If bleak Scandinavian crime gets to you, switch to the Icelandic Yrsa Sigurdardottir for some black humour. At least, she tries to inject some jocose banter among her characters in the otherwise tiresomely detailed Last Rituals. The connection with Dan Brown is not rejected at all here - again, we have medieval manuscripts and witch-hunts that somehow have a bearing on the ghoulishly mutilated death of a student at a college in Reykjavik. The author wastes no opportunity to fill us in on the history of Icelandic witch-hunts (unlike Europe where most witches burnt were women, mainly men were persecuted in Iceland for the black arts) and the conflict with the Danish imperium. Academic politics in that country seems to be no less bitchy than political politics anywhere else. Supplementing all this mayhem is an impoverished divorced lawyer Thóra Gudmundsdôttir who is recruited by the dead student's family to poke holes in the police case and possibly find the real killer. A German ex-policeman (who, the blurb - rather misleadingly - blames for putting obstacles in her way) assists in her investigation. Their relationship is the source of most of the wit. And, of course, Thora has family troubles of her own, which are 'resolved' in a wryly funny part of the book. Everything else is dark, dank, bloody. If all the medieval guff was elided, this book would have been shorter and much the better for it.

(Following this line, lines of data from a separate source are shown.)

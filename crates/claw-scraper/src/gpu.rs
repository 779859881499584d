//! GPU telemetry correlation.
//!
//! Serving pods do not report GPU utilization themselves. Each GPU node runs
//! a telemetry exporter pod; the correlator maps node names to exporter
//! addresses once per cluster pass and pulls one exporter payload per node
//! that hosts a scraped pod.

use std::collections::{BTreeSet, HashMap};
use std::time::Duration;

use claw_inference::GpuTelemetry;
use futures::future::join_all;
use tracing::{debug, warn};

use crate::cluster::{ClusterHandle, PodInfo};
use crate::fetch::{metrics_url, MetricsFetcher};

/// Node name to GPU exporter address, rebuilt wholesale per cluster pass.
#[derive(Debug, Clone, Default, PartialEq, Eq)]
pub struct GpuNodeMap {
    exporters: HashMap<String, String>,
}

impl GpuNodeMap {
    /// Builds the map from exporter pods. Pods that are not running, have no
    /// IP or are not bound to a node are ignored.
    #[must_use]
    pub fn from_pods(pods: &[PodInfo]) -> Self {
        let exporters = pods
            .iter()
            .filter(|pod| pod.is_scrapable() && !pod.node_name.is_empty())
            .map(|pod| (pod.node_name.clone(), pod.ip.clone()))
            .collect();
        Self { exporters }
    }

    /// Returns the exporter address on `node`, if one is known.
    #[must_use]
    pub fn exporter_for(&self, node: &str) -> Option<&str> {
        self.exporters.get(node).map(String::as_str)
    }

    /// Returns the number of nodes with an exporter.
    #[must_use]
    pub fn len(&self) -> usize {
        self.exporters.len()
    }

    /// Returns true if no exporter was found.
    #[must_use]
    pub fn is_empty(&self) -> bool {
        self.exporters.is_empty()
    }
}

/// Discovers GPU exporters and fetches their telemetry.
#[derive(Debug, Clone)]
pub struct GpuCorrelator {
    selector: String,
    port: u16,
    discovery_timeout: Duration,
    body_limit: usize,
}

impl GpuCorrelator {
    /// Creates a correlator.
    #[must_use]
    pub fn new(
        selector: impl Into<String>,
        port: u16,
        discovery_timeout: Duration,
        body_limit: usize,
    ) -> Self {
        Self {
            selector: selector.into(),
            port,
            discovery_timeout,
            body_limit,
        }
    }

    /// Lists exporter pods across all namespaces of a cluster.
    ///
    /// A failed listing yields an empty map; GPU fields then stay unset.
    pub async fn discover<C: ClusterHandle>(&self, cluster: &C) -> GpuNodeMap {
        let listing = tokio::time::timeout(
            self.discovery_timeout,
            cluster.list_pods(None, &self.selector, self.discovery_timeout),
        )
        .await;

        match listing {
            Ok(Ok(pods)) => {
                let map = GpuNodeMap::from_pods(&pods);
                debug!(cluster = %cluster.name(), exporters = map.len(), "GPU exporters discovered");
                map
            }
            Ok(Err(e)) => {
                warn!(cluster = %cluster.name(), error = %e, "GPU exporter discovery failed");
                GpuNodeMap::default()
            }
            Err(_) => {
                warn!(cluster = %cluster.name(), "GPU exporter discovery timed out");
                GpuNodeMap::default()
            }
        }
    }

    /// Fetches telemetry for each distinct node, at most once per node.
    ///
    /// Nodes without an exporter, or whose exporter cannot be read, are
    /// absent from the result.
    pub async fn fetch_for_nodes<'a, F: MetricsFetcher>(
        &self,
        fetcher: &F,
        map: &GpuNodeMap,
        nodes: impl IntoIterator<Item = &'a str>,
    ) -> HashMap<String, GpuTelemetry> {
        let targets: BTreeSet<(&str, &str)> = nodes
            .into_iter()
            .filter_map(|node| map.exporter_for(node).map(|ip| (node, ip)))
            .collect();

        let fetches = targets.into_iter().map(|(node, ip)| async move {
            let url = metrics_url(ip, self.port);
            match fetcher.fetch(&url, self.body_limit).await {
                Ok(body) => Some((node.to_string(), GpuTelemetry::decode(&body))),
                Err(e) => {
                    debug!(node, url = %url, error = %e, "GPU exporter fetch failed");
                    None
                }
            }
        });

        join_all(fetches).await.into_iter().flatten().collect()
    }
}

Right. Andrea Maria Schenkel's debut novel The Murder Farm is an attempt at multiple perspective again, and it succeeds in most part. A one-time resident of a little village in Germany returns home to investigate the gruesome murder of a family. It is scarcely a decade since the end of the second world war, and the village is riven by old rivalries and hatreds. Erstwhile Nazis are still in positions of authority and brook no investigation into the past. Meanwhile, the murdered family is loathed by almost everybody in the village, and various grim rumours circulate around village of their sordid predilections. The narrative is split into straightforward narrative, offering perspectives not available to the cast of characters, and interviews of various villagers who offer their own opinions, hesitant or antagonistic, puerile or appropriate. The story unfolds spine-chillingly and the reader soon discovers the grisly truth that has eluded both the police and the neighbours. And it's a pip.

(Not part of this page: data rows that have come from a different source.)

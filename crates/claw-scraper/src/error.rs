//! Error types for the scraper service.

use thiserror::Error;

/// Errors that can occur while scraping, syncing or persisting metrics.
#[derive(Debug, Error)]
pub enum ScraperError {
    /// Configuration error.
    #[error("configuration error: {0}")]
    Config(String),

    /// HTTP transport error.
    #[error("http error: {0}")]
    Http(#[from] reqwest::Error),

    /// The remote end answered with a non-success status.
    #[error("HTTP {status} from {url}")]
    Status {
        /// Requested URL.
        url: String,
        /// Response status code.
        status: u16,
    },

    /// A cluster could not be queried.
    #[error("cluster {cluster}: {reason}")]
    Cluster {
        /// Cluster name.
        cluster: String,
        /// What went wrong.
        reason: String,
    },

    /// Writing to the time-series sink failed.
    #[error("sink error: {0}")]
    Sink(String),

    /// The pool directory could not be read or updated.
    #[error("pool directory error: {0}")]
    PoolDirectory(String),

    /// IO error.
    #[error("io error: {0}")]
    Io(#[from] std::io::Error),

    /// Metric decoding or reconciliation error.
    #[error("inference metrics error: {0}")]
    Inference(#[from] claw_inference::InferenceError),
}

/// Result type for scraper operations.
pub type Result<T> = std::result::Result<T, ScraperError>;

And we have one more Swede this month. Karin Alvtegen's Shame is an excellent character study marred by a loose denouement. As long as the character development proceeds, it is engrossing enough, although I found it rather difficult to empathise with the motivations of the deeply flawed doctor, who is one of the two women whose lives eventually intersect in tragedy. Monika has lived under the suppurating, slowly strangling shadow of her dead brother and her mother's hatred; to compensate for the inadequacy and incompleteness she has felt, she has overachieved professionally, and run away from every relationship that could have salved her. Meanwhile, Maj-Britt, morbidly obese and curdling with poison, has been ruined by her upbringing by fundamentalist Christian parents, and sees people as nothing better than targets of her venom. Very like the guilt and grief felt by Ben Affleck's character in the film Bounce, Monika tries to make amends to the family of an acquaintance who had taken her place in a car journey and died in an accident on the way. She is unable to distinguish selfless help and interference, and gets more and more deeply involved in the victim's family. When Maj-Britt figures out Monika's motivations, she likes nothing better than to blackmail Monika, and from that point, the book begins to lose its power. Still, it was good going until that point.

Finally, another Karin, a Norwegian - Karin Fossum - provides yet another family tragedy. In Black Seconds, a little girl loved by everybody vanishes and the family collapses in anguish and bitterness. Her cousins are marked by the sorrow and can barely cope with their own lives; the mother, whose entire life revolved completely around the girl, can scarcely breathe. The police is puzzled - why hasn't the body reappeared? Very like Jill Dawson's Watch Me Disappear, there's mentally deficient man whom people suspect, and very like in that atmospheric book, here too the eventual discovery of the criminal is heart-rending. An excellent book, very empathetic and richly nuanced.